How much of a nucleon's mass is due to Higgs field sourced quark mass?
Background
To the nearest 0.1 MeV, the mass of the proton is 938.3 MeV (the experimentally measured value is 938.272 089 43 (29) MeV) and the mass of the neutron is 939.6 MeV (the experimentally measured value is 939.565 421 94 (48) MeV).
A proton has two valence up quarks and one valence down quark. A neutron has one valence up quark and two valence down quarks.
According to the Particle Data Group (relying on state of the art averages of Lattice QCD calculations that extra this from measurable masses of particles made up of quarks bound by gluons which are called hadrons) concludes that the average of the up quark mass and the down quark mass is measured to be 3.49 ± 0.4 MeV, the up quark mass is 2.16 ± 0.4 MeV, and the down quark mass is 4.70 ± 0.4 MeV.
What would the masses of the proton and the neutron be, hypothetically, if the up quark and down quark has zero mass?
A new paper calculates that the proton mass would be 882.4 ± 2.5 MeV (about 94% of its measured value), while the mass of the neutron would be 883.7 MeV ± 2.5 MeV (about 94.1% of its measured value). Thus, this would reduce the total nucleon mass by 55.9 MeV ± 2.5 MeV, and ignoring the effect of the difference between the up quark and down quark masses (which has a roughly 3.5 MeV effect in the average massless quark estimate, according to the body text of the paper).
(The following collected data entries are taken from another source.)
impl Coordinator {
    pub fn new(
        config: CoordinatorConfig,
        bus: Arc<dyn MessageBusPort>,
        runtime: Arc<dyn HostRuntimePort>,
        tabs: Arc<dyn TabMessengerPort>,
        settings: Arc<dyn SettingsStorePort>,
        menus: Arc<dyn MenuRegistryPort>,
    ) -> Self {
        Self {
            config,
            bus,
            runtime,
            tabs,
            settings,
            menus,
            host_creation: SingleFlight::new(),
        }
    }

    /// 确保 Host 上下文存在
    ///
    /// 幂等且并发安全：已有创建在进行时等待同一个创建，不会重复创建。
    /// 失败只记录，不自动重试，下一个调用者会重新尝试。
    pub async fn ensure_host(&self) -> Result<(), RelayError> {
        let document = self.config.host_document.clone();
        if self.runtime.has_host(&document).await {
            return Ok(());
        }

        let runtime = self.runtime.clone();
        self.host_creation
            .run(move || async move {
                // 上一次创建可能刚刚完成
                if runtime.has_host(&document).await {
                    return Ok(());
                }

                tracing::info!(document = %document, "Creating host context...");
                match runtime.create_host(&document).await {
                    Ok(()) => {
                        tracing::info!(document = %document, "Host context created");
                        Ok(())
                    }
                    Err(e) => {
                        tracing::error!(document = %document, error = %e, "Error creating host context");
                        Err(e.to_string())
                    }
                }
            })
            .await
            .map_err(RelayError::Transport)
    }

    /// 分发任务
    ///
    /// 对 UI 来说是发送后即忘：所有失败都在这里记录并吞掉
    pub async fn dispatch(&self, request: TaskRequest) {
        let kind = request.kind();
        let tab_id = request.correlation_id();

        if let Err(e) = self.ensure_host().await {
            tracing::warn!(task = %kind, tab_id = %tab_id, error = %e, "Host unavailable, sending anyway");
        }

        tracing::info!(task = %kind, tab_id = %tab_id, "Requesting task");
        if let Err(e) = self.bus.publish(request.into_message()) {
            tracing::error!(task = %kind, tab_id = %tab_id, error = %e, "Error sending message to host");
        }
    }

    /// 处理总线消息
    pub async fn on_message(&self, message: BusMessage) {
        match message {
            BusMessage::TaskComplete(done) => match done.tab_id {
                Some(tab_id) => self.forward_to_tab(tab_id, done.to_display()).await,
                None => {
                    tracing::warn!(task = %done.task, "Task completed without tabId, dropping result");
                }
            },
            BusMessage::ModelLoading(loading) => match loading.task {
                Some(task) => tracing::info!(task = %task, "Model is loading..."),
                None => tracing::info!("Model is loading..."),
            },
            BusMessage::Error(notice) => self.on_error(notice).await,
            // 自己发出的任务消息
            BusMessage::ProcessText(_) => {}
        }
    }

    async fn on_error(&self, notice: ErrorNotice) {
        tracing::error!(
            phase = %notice.phase,
            tab_id = ?notice.tab_id,
            error = %notice.error,
            "Received error from host/worker"
        );

        if !self.config.surface_errors {
            return;
        }
        if let Some(tab_id) = notice.tab_id {
            let display = DisplayResult {
                label: ERROR_LABEL.to_string(),
                result: notice.error,
                duration_ms: None,
            };
            self.forward_to_tab(tab_id, display).await;
        }
    }

    async fn forward_to_tab(&self, tab_id: TabId, display: DisplayResult) {
        match self.tabs.send_to_tab(tab_id, display).await {
            Ok(()) => tracing::debug!(tab_id = %tab_id, "Result forwarded to tab"),
            Err(e) => {
                tracing::error!(tab_id = %tab_id, error = %e, "Could not send message to tab");
            }
        }
    }

    /// 处理右键菜单点击
    pub async fn on_menu_click(&self, click: MenuClick) {
        let (Some(tab_id), Some(text)) = (
            click.tab_id,
            click.selection_text.filter(|text| !text.is_empty()),
        ) else {
            tracing::debug!(menu_item_id = %click.menu_item_id, "Menu click without tab or selection, ignoring");
            return;
        };

        let Some(kind) = TaskKind::from_menu_item(&click.menu_item_id) else {
            tracing::debug!(menu_item_id = %click.menu_item_id, "Unknown menu item, ignoring");
            return;
        };

        let settings = match self.settings.load().await {
            Ok(settings) => Some(settings),
            Err(e) => {
                tracing::warn!(error = %e, "Failed to load settings, using worker defaults");
                None
            }
        };

        let request = match kind {
            TaskKind::Summarize => TaskRequest::summarize(
                text,
                tab_id,
                settings.map(|s| s.summarize_prompt),
            ),
            TaskKind::ExtractEvent => TaskRequest::extract_event(
                text,
                tab_id,
                settings.map(|s| s.extract_qa_question),
            ),
        };

        self.dispatch(request).await;
    }

    /// 扩展安装：注册菜单并预先创建 Host
    pub async fn on_installed(&self) {
        let items = TaskKind::ALL.into_iter().map(MenuItem::for_task).collect();
        match self.menus.replace_all(items).await {
            Ok(()) => tracing::info!("Context menus created/updated"),
            Err(e) => tracing::error!(error = %e, "Failed to register context menus"),
        }

        if let Err(e) = self.ensure_host().await {
            tracing::warn!(error = %e, "Host not ready after install");
        }
    }

    /// 扩展启动：预先创建 Host，掩盖首次使用的延迟
    pub async fn on_startup(&self) {
        if let Err(e) = self.ensure_host().await {
            tracing::warn!(error = %e, "Host not ready after startup");
        }
    }

    /// 订阅总线直到关闭
    pub async fn run(self: Arc<Self>, mut subscription: BusSubscription, shutdown: CancellationToken) {
        tracing::info!("Coordinator started");

        loop {
            tokio::select! {
                _ = shutdown.cancelled() => break,
                message = subscription.recv() => match message {
                    Some(message) => self.on_message(message).await,
                    None => break,
                },
            }
        }

        tracing::info!("Coordinator stopped");
    }
}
These masses can be conceptualized as the combined pure gluon and electroweak field source mass of a proton or neutron in a minimum energy ground state.
Naively, one would think that the reduction from the measured value would be smaller, because the sum of three times the average of the up and down quark mass is about 10.5 MeV, and this figure is often cited on popular science discussions of the proton and neutron mass.
But, massive quarks indirectly impact the strength of the gluon field between the three valence quarks of a nucleon, and this indirect effect has a magnitude of roughly 45.4 MeV.
Why does this matter?
Prior to this paper, there was a large gap between the values produced by different kinds of calculations of this amount, which the new paper reconciles.
Also, this is not entirely a hypothetical question, because it is part of, for example, how one calculates the mass of protons and neutrons at higher energy scales, and how one can reverse engineer the quark masses of the proton and neutron masses.
At higher momentum transfer scales (a.k.a. energy scales) the Higgs field is weaker and the quark masses get smaller, and eventually, extrapolated to high enough energy scales, the Higgs field goes to zero and the quarks really are massless.
The strong force coupling constant also runs with energy scale, however, and also gets weaker at higher energies, although not at the same rate at the quark masses.
There is also a modest electroweak contribution to the proton and neutron masses and the electromagnetic force (which predominates over the weak force component) gets stronger at higher energy scales, modestly mitigating the declining quark masses and strong force field strength.
So, in order to be able to make a Standard Model calculation of the expected mass of protons and neutrons at high energies, you need to be able to break these distinct sources of the proton and neutron masses into their respective components, because the different components run with energy scale in different ways.
Charge parity violation and the quark masses
Another new paper argues that because the Standard Model has CP-violation, the masses of the up quarks must be related to the masses of the down quarks, giving rise to five independent degrees of freedom for quark masses rather than six.
A physically viable ansatz for quark mass matrices must satisfy certain constraints, like the constraint imposed by CP-violation. In this article we study a concrete example, by looking at some generic matrices with a nearly democratic texture, and the implications of the constraints imposed by CP-violation, specifically the Jarlskog invariant. This constraint reduces the number of parameters from six to five, implying that the six mass eigenvalues of the up-quarks and the down-quarks are interdependent, which in our approach is explicitly demonstrated.